= Vehicle registration plates of the Mercosur =

Vehicle registration plates of the Mercosur are a system under implementation in the Mercosur member states, regional bloc and intergovernmental organization founded in 1991.

==History==
During a meeting held in Foz do Iguaçu, Brazil, on 15 December 2010, a resolution was approved to unify the plate models of the then four countries belonging to the bloc: Argentina, Brazil, Paraguay and Uruguay. The initial planning foresaw implementation in up to 10 years, initially from 2016 for vehicles of load and of passengers that circulated beyond the borders.

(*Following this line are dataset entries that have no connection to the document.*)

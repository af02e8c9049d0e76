//! Configuration schema types
//!
//! The root structure maps one-to-one onto the TOML configuration file.
//! Each MESH exchange gets its own mailbox section because PDS and NDOP
//! use separate mailboxes, workflow IDs and shared keys.

use crate::config::SecretString;
use secrecy::ExposeSecret;
use serde::{Deserialize, Serialize};

/// Main bridge configuration
///
/// This is the root configuration structure that maps to the TOML file.
#[derive(Debug, Clone, Serialize, Deserialize)]
pub struct BridgeConfig {
    /// Application-level settings
    #[serde(default)]
    pub application: ApplicationConfig,

    /// MESH mailbox configuration per exchange
    pub mesh: MeshConfig,

    /// FHIR data hub configuration
    pub fhir: FhirConfig,

    /// Correlation cache configuration
    #[serde(default)]
    pub cache: CacheConfig,

    /// Logging configuration
    #[serde(default)]
    pub logging: LoggingConfig,
}

impl BridgeConfig {
    /// Validates the configuration
    ///
    /// # Errors
    ///
    /// Returns an error if any configuration values are invalid
    pub fn validate(&self) -> Result<(), String> {
        self.application.validate()?;
        self.mesh.pds.validate("mesh.pds")?;
        self.mesh.ndop.validate("mesh.ndop")?;
        self.fhir.validate()?;
        self.cache.validate()?;
        self.logging.validate()?;
        Ok(())
    }
}

/// Application-level configuration
#[derive(Debug, Clone, Serialize, Deserialize)]
pub struct ApplicationConfig {
    /// Log level (trace, debug, info, warn, error)
    #[serde(default = "default_log_level")]
    pub log_level: String,
}

impl ApplicationConfig {
    fn validate(&self) -> Result<(), String> {
        let valid_levels = ["trace", "debug", "info", "warn", "error"];
        if !valid_levels.contains(&self.log_level.as_str()) {
            return Err(format!(
                "Invalid log_level '{}'. Must be one of: {}",
                self.log_level,
                valid_levels.join(", ")
            ));
        }
        Ok(())
    }
}

impl Default for ApplicationConfig {
    fn default() -> Self {
        Self {
            log_level: default_log_level(),
        }
    }
}

/// MESH mailbox configuration per exchange
#[derive(Debug, Clone, Serialize, Deserialize)]
pub struct MeshConfig {
    /// PDS demographics exchange mailbox
    pub pds: MeshMailboxConfig,

    /// NDOP consent exchange mailbox
    pub ndop: MeshMailboxConfig,
}

/// Connection settings for one MESH mailbox
#[derive(Debug, Clone, Serialize, Deserialize)]
pub struct MeshMailboxConfig {
    /// Base URL of the MESH server
    pub base_url: String,

    /// Our mailbox ID on this exchange
    pub mailbox_id: String,

    /// Registry mailbox that receives our request files
    pub recipient_mailbox_id: String,

    /// Workflow ID stamped on every message
    pub workflow_id: String,

    /// Mailbox shared key for the NHSMESH authorization scheme
    /// Stored securely in memory and automatically zeroized on drop
    pub shared_key: SecretString,

    /// Request timeout in seconds
    #[serde(default = "default_timeout_seconds")]
    pub timeout_seconds: u64,
}

impl MeshMailboxConfig {
    fn validate(&self, section: &str) -> Result<(), String> {
        if self.base_url.is_empty() {
            return Err(format!("{section}.base_url cannot be empty"));
        }

        if !self.base_url.starts_with("http://") && !self.base_url.starts_with("https://") {
            return Err(format!(
                "{section}.base_url must start with http:// or https://"
            ));
        }

        if self.mailbox_id.is_empty() {
            return Err(format!("{section}.mailbox_id cannot be empty"));
        }

        if self.recipient_mailbox_id.is_empty() {
            return Err(format!("{section}.recipient_mailbox_id cannot be empty"));
        }

        if self.workflow_id.is_empty() {
            return Err(format!("{section}.workflow_id cannot be empty"));
        }

        if self.shared_key.expose_secret().is_empty() {
            return Err(format!("{section}.shared_key cannot be empty"));
        }

        Ok(())
    }
}

/// FHIR data hub configuration
#[derive(Debug, Clone, Serialize, Deserialize)]
pub struct FhirConfig {
    /// Base URL of the FHIR service
    pub base_url: String,

    /// Template collection image reference passed to `$convert-data`
    pub template_image: String,

    /// Bearer token for the FHIR service (optional)
    /// Stored securely in memory and automatically zeroized on drop
    #[serde(default)]
    pub access_token: Option<SecretString>,

    /// Request timeout in seconds
    #[serde(default = "default_timeout_seconds")]
    pub timeout_seconds: u64,
}

impl FhirConfig {
    fn validate(&self) -> Result<(), String> {
        if self.base_url.is_empty() {
            return Err("fhir.base_url cannot be empty".to_string());
        }

        if !self.base_url.starts_with("http://") && !self.base_url.starts_with("https://") {
            return Err("fhir.base_url must start with http:// or https://".to_string());
        }

        if self.template_image.is_empty() {
            return Err("fhir.template_image cannot be empty".to_string());
        }

        Ok(())
    }
}

/// Correlation cache configuration
#[derive(Debug, Clone, Serialize, Deserialize)]
pub struct CacheConfig {
    /// Time-to-live for correlation entries, in hours
    ///
    /// The registry commits to answering within this window; entries that
    /// outlive it correspond to batches that will never be answered.
    #[serde(default = "default_ttl_hours")]
    pub ttl_hours: u64,
}

impl CacheConfig {
    fn validate(&self) -> Result<(), String> {
        if self.ttl_hours == 0 {
            return Err("cache.ttl_hours must be > 0".to_string());
        }
        Ok(())
    }
}

impl Default for CacheConfig {
    fn default() -> Self {
        Self {
            ttl_hours: default_ttl_hours(),
        }
    }
}

/// Logging configuration
#[derive(Debug, Clone, Serialize, Deserialize)]
pub struct LoggingConfig {
    /// Output format (text or json)
    #[serde(default = "default_log_format")]
    pub format: String,
}

impl LoggingConfig {
    fn validate(&self) -> Result<(), String> {
        let valid_formats = ["text", "json"];
        if !valid_formats.contains(&self.format.as_str()) {
            return Err(format!(
                "Invalid logging.format '{}'. Must be one of: {}",
                self.format,
                valid_formats.join(", ")
            ));
        }
        Ok(())
    }
}

impl Default for LoggingConfig {
    fn default() -> Self {
        Self {
            format: default_log_format(),
        }
    }
}

// Default value functions
fn default_log_level() -> String {
    "info".to_string()
}

fn default_timeout_seconds() -> u64 {
    60
}

fn default_ttl_hours() -> u64 {
    crate::domain::TRACKING_TTL_HOURS
}

fn default_log_format() -> String {
    "text".to_string()
}

#[cfg(test)]
mod tests {
    use super::*;
    use crate::config::secret_string;

    fn mailbox_config() -> MeshMailboxConfig {
        MeshMailboxConfig {
            base_url: "https://mesh.example.com".to_string(),
            mailbox_id: "X26HC001".to_string(),
            recipient_mailbox_id: "X26HC002".to_string(),
            workflow_id: "SPINE_PDS".to_string(),
            shared_key: secret_string("key".to_string()),
            timeout_seconds: 60,
        }
    }

    fn valid_config() -> BridgeConfig {
        BridgeConfig {
            application: ApplicationConfig::default(),
            mesh: MeshConfig {
                pds: mailbox_config(),
                ndop: mailbox_config(),
            },
            fhir: FhirConfig {
                base_url: "https://fhir.example.com".to_string(),
                template_image: "acr.example/templates:v1".to_string(),
                access_token: None,
                timeout_seconds: 60,
            },
            cache: CacheConfig::default(),
            logging: LoggingConfig::default(),
        }
    }

    #[test]
    fn test_valid_config_passes() {
        assert!(valid_config().validate().is_ok());
    }

    #[test]
    fn test_application_config_validation() {
        let mut config = valid_config();
        config.application.log_level = "verbose".to_string();
        assert!(config.validate().is_err());
    }

    #[test]
    fn test_mailbox_validation_names_the_section() {
        let mut config = valid_config();
        config.mesh.ndop.workflow_id = String::new();

        let error = config.validate().unwrap_err();
        assert!(error.contains("mesh.ndop.workflow_id"));
    }

    #[test]
    fn test_mailbox_base_url_scheme_is_checked() {
        let mut config = valid_config();
        config.mesh.pds.base_url = "ftp://mesh.example.com".to_string();
        assert!(config.validate().is_err());
    }

    #[test]
    fn test_empty_shared_key_is_rejected() {
        let mut config = valid_config();
        config.mesh.pds.shared_key = secret_string(String::new());
        assert!(config.validate().is_err());
    }

    #[test]
    fn test_fhir_template_image_is_required() {
        let mut config = valid_config();
        config.fhir.template_image = String::new();
        assert!(config.validate().is_err());
    }

    #[test]
    fn test_cache_ttl_defaults_to_response_window() {
        assert_eq!(CacheConfig::default().ttl_hours, 48);
    }

    #[test]
    fn test_zero_cache_ttl_is_rejected() {
        let mut config = valid_config();
        config.cache.ttl_hours = 0;
        assert!(config.validate().is_err());
    }

    #[test]
    fn test_logging_format_validation() {
        let mut config = valid_config();
        config.logging.format = "xml".to_string();
        assert!(config.validate().is_err());
    }
}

At a followup meeting held in Buenos Aires on 8 October 2014, the representatives of the five member countries of the bloc (the four founders plus Venezuela) were presented the Mercosur slabs model, which was expected to start in 2016. Ultimately, the plan was delayed. The new plates are expected to come into effect in September 2018.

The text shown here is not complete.